Cash is an extremely useful social contrivance. Two possible drawbacks of high-denomination cash have recently been discussed by Kenneth Rogoff in his book The Curse of Cash, and echoed by other economists. They are the extensive use of high-denomination cash by criminals and others engaged in illicit and corrupt activities, and the role that cash plays in avoiding deeply negative nominal interest rates imposed on bank accounts. Rogoff and others call for a phaseout of high-denomination cash over a long time. The use of cash in crime, I’ll argue, is preferable to the alternative, and there are limits to the benefits of deeply negative nominal interest rates. There are no adequate alternatives to cash for poor and unbanked people. Consequently, the current high-denomination cash in the United States should be retained...(abstract).

'There are no adequate alternatives to cash.'
"James McAndrewsThe Case for Cash (March 2017)ADBI working paper

The promise of new forms of financial inclusion that would address the lack of mainstream financial services for poor and unbanked people remains unfulfilled. There are many developments, such as gift cards and other debit products, that have attractive features compared with cash, but so far the combination of zero fees, anonymity, widespread acceptability and immediate discharge of one’s obligation that cash provides is unattainable. Alternatives to meet the important needs of the cash-based licit economy, especially those of the poor, should be well-identified and in place prior to phasing out high-denomination currency... (p.13).
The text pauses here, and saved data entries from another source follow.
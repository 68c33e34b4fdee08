use crate::config::Config;
use crate::message::{BaseMessage, Recipient};

/// Caller flags controlling which kinds of tracking markup the personalized
/// copies carry
#[derive(Debug, Clone, Copy, Default, PartialEq, Serialize, Deserialize)]
pub struct TrackingOptions {
    pub open_tracking: bool,
    pub link_tracking: bool,
}

/// Produces the per-recipient body sent over the wire, and strips tracking
/// markup back out of the canonical body before it is recorded.
///
/// `build_body` must be pure: it is called once per recipient inside the
/// dispatch loop and must not observe or mutate anything outside its
/// arguments.
pub trait TrackingBodyBuilder {
    /// Derive the personalized body for one recipient
    fn build_body(
        &self,
        recipient: &Recipient,
        message: &BaseMessage,
        options: &TrackingOptions,
    ) -> String;

    /// Remove tracking markup, restoring the plain content that the
    /// canonical record should show
    fn strip_body(&self, body: &str) -> String;
}

/// Pixel-and-link tracking against a configured tracking host.
///
/// Open tracking appends (or reuses) a 1x1 pixel pointing at
/// `{host}/open/{message_id}`; link tracking rewrites `href` targets to
/// `{host}/link/{message_id}?u={hex(url)}`.  Personalization tags both with
/// `r={hex(recipient email)}` so opens and clicks attribute to the right
/// recipient.
pub struct TrackedBodyBuilder {
    host: String,
}

impl TrackedBodyBuilder {
    pub fn new(config: &Config) -> TrackedBodyBuilder {
        TrackedBodyBuilder {
            host: config.tracking_host.clone(),
        }
    }

    fn open_url(&self, message_id: &str) -> String {
        format!("{}/open/{}", self.host, message_id)
    }

    /// Rewrite every absolute http(s) link to point at the tracking host.
    /// Links already on the tracking host are left alone.
    fn rewrite_links(&self, body: &str, message_id: &str) -> String {
        let mut out = String::with_capacity(body.len() + 64);
        let mut rest = body;
        while let Some(pos) = rest.find("href=\"") {
            let start = pos + 6;
            out.push_str(&rest[..start]);
            let tail = &rest[start..];
            let end = match tail.find('"') {
                Some(e) => e,
                None => {
                    out.push_str(tail);
                    return out;
                }
            };
            let url = &tail[..end];
            if url.starts_with("http") && !url.starts_with(&self.host) {
                out.push_str(&format!(
                    "{}/link/{}?u={}",
                    self.host,
                    message_id,
                    hex::encode(url)
                ));
            } else {
                out.push_str(url);
            }
            rest = &tail[end..];
        }
        out.push_str(rest);
        out
    }

    /// Tag the pixel and every tracked link with the recipient identifier
    fn personalize(&self, body: &str, message_id: &str, recipient: &Recipient) -> String {
        let tag = hex::encode(&recipient.email);

        let open_url = self.open_url(message_id);
        let tagged = body.replace(
            &format!("{}\"", open_url),
            &format!("{}?r={}\"", open_url, tag),
        );

        let link_prefix = format!("{}/link/{}?u=", self.host, message_id);
        let mut out = String::with_capacity(tagged.len() + 64);
        let mut rest: &str = &tagged;
        while let Some(pos) = rest.find(&link_prefix) {
            let after = pos + link_prefix.len();
            let tail = &rest[after..];
            let end = match tail.find('"') {
                Some(e) => e,
                None => {
                    out.push_str(rest);
                    return out;
                }
            };
            out.push_str(&rest[..after + end]);
            if !tail[..end].contains("&r=") {
                out.push_str(&format!("&r={}", tag));
            }
            rest = &tail[end..];
        }
        out.push_str(rest);
        out
    }

    fn strip_pixels(&self, body: &str) -> String {
        let marker = format!("{}/open/", self.host);
        let mut out = String::with_capacity(body.len());
        let mut rest = body;
        while let Some(pos) = rest.find("<img") {
            let tag_end = match rest[pos..].find('>') {
                Some(e) => pos + e + 1,
                None => break,
            };
            if rest[pos..tag_end].contains(&marker) {
                out.push_str(&rest[..pos]);
            } else {
                out.push_str(&rest[..tag_end]);
            }
            rest = &rest[tag_end..];
        }
        out.push_str(rest);
        out
    }

    /// Restore the original target of every tracked link
    fn unwrap_links(&self, body: &str) -> String {
        let prefix = format!("{}/link/", self.host);
        let mut out = String::with_capacity(body.len());
        let mut rest = body;
        while let Some(pos) = rest.find(&prefix) {
            out.push_str(&rest[..pos]);
            let tail = &rest[pos..];
            let end = match tail.find('"') {
                Some(e) => e,
                None => {
                    out.push_str(tail);
                    return out;
                }
            };
            let url = &tail[..end];
            let restored = url.find("?u=").and_then(|upos| {
                let encoded = &url[upos + 3..];
                let encoded = match encoded.find('&') {
                    Some(a) => &encoded[..a],
                    None => encoded,
                };
                hex_decode_utf8(encoded)
            });
            match restored {
                Some(original) => out.push_str(&original),
                None => out.push_str(url),
            }
            rest = &tail[end..];
        }
        out.push_str(rest);
        out
    }
}

impl TrackingBodyBuilder for TrackedBodyBuilder {
    fn build_body(
        &self,
        recipient: &Recipient,
        message: &BaseMessage,
        options: &TrackingOptions,
    ) -> String {
        let mut body = message.body.clone();

        if options.link_tracking {
            body = self.rewrite_links(&body, &message.message_id);
        }

        if options.open_tracking {
            let open_url = self.open_url(&message.message_id);
            if !body.contains(&open_url) {
                body.push_str(&format!(
                    "<img width=\"1\" height=\"1\" alt=\"\" src=\"{}\">",
                    open_url
                ));
            }
        }

        if options.open_tracking || options.link_tracking {
            body = self.personalize(&body, &message.message_id, recipient);
        }

        body
    }

    fn strip_body(&self, body: &str) -> String {
        self.unwrap_links(&self.strip_pixels(body))
    }
}

fn hex_decode_utf8(s: &str) -> Option<String> {
    hex::decode(s)
        .ok()
        .and_then(|bytes| String::from_utf8(bytes).ok())
}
Cash does not fuel crime, any more than condoms fuel lust or clean needles fuel addiction. Cash is a social contrivance that assists people, sometimes in vulnerable positions, to alleviate their concerns and discharge their obligations with finality. Without the use of convenient high-denomination cash, many vulnerable people will likely be ensnared in a trap in which they are unable to fully discharge their obligations and would then face the threat of violence if they fail to pay in full. That such people do not hold large amounts of high-denomination currency at present offers no evidence that they do not benefit from its presence in society (p. 14).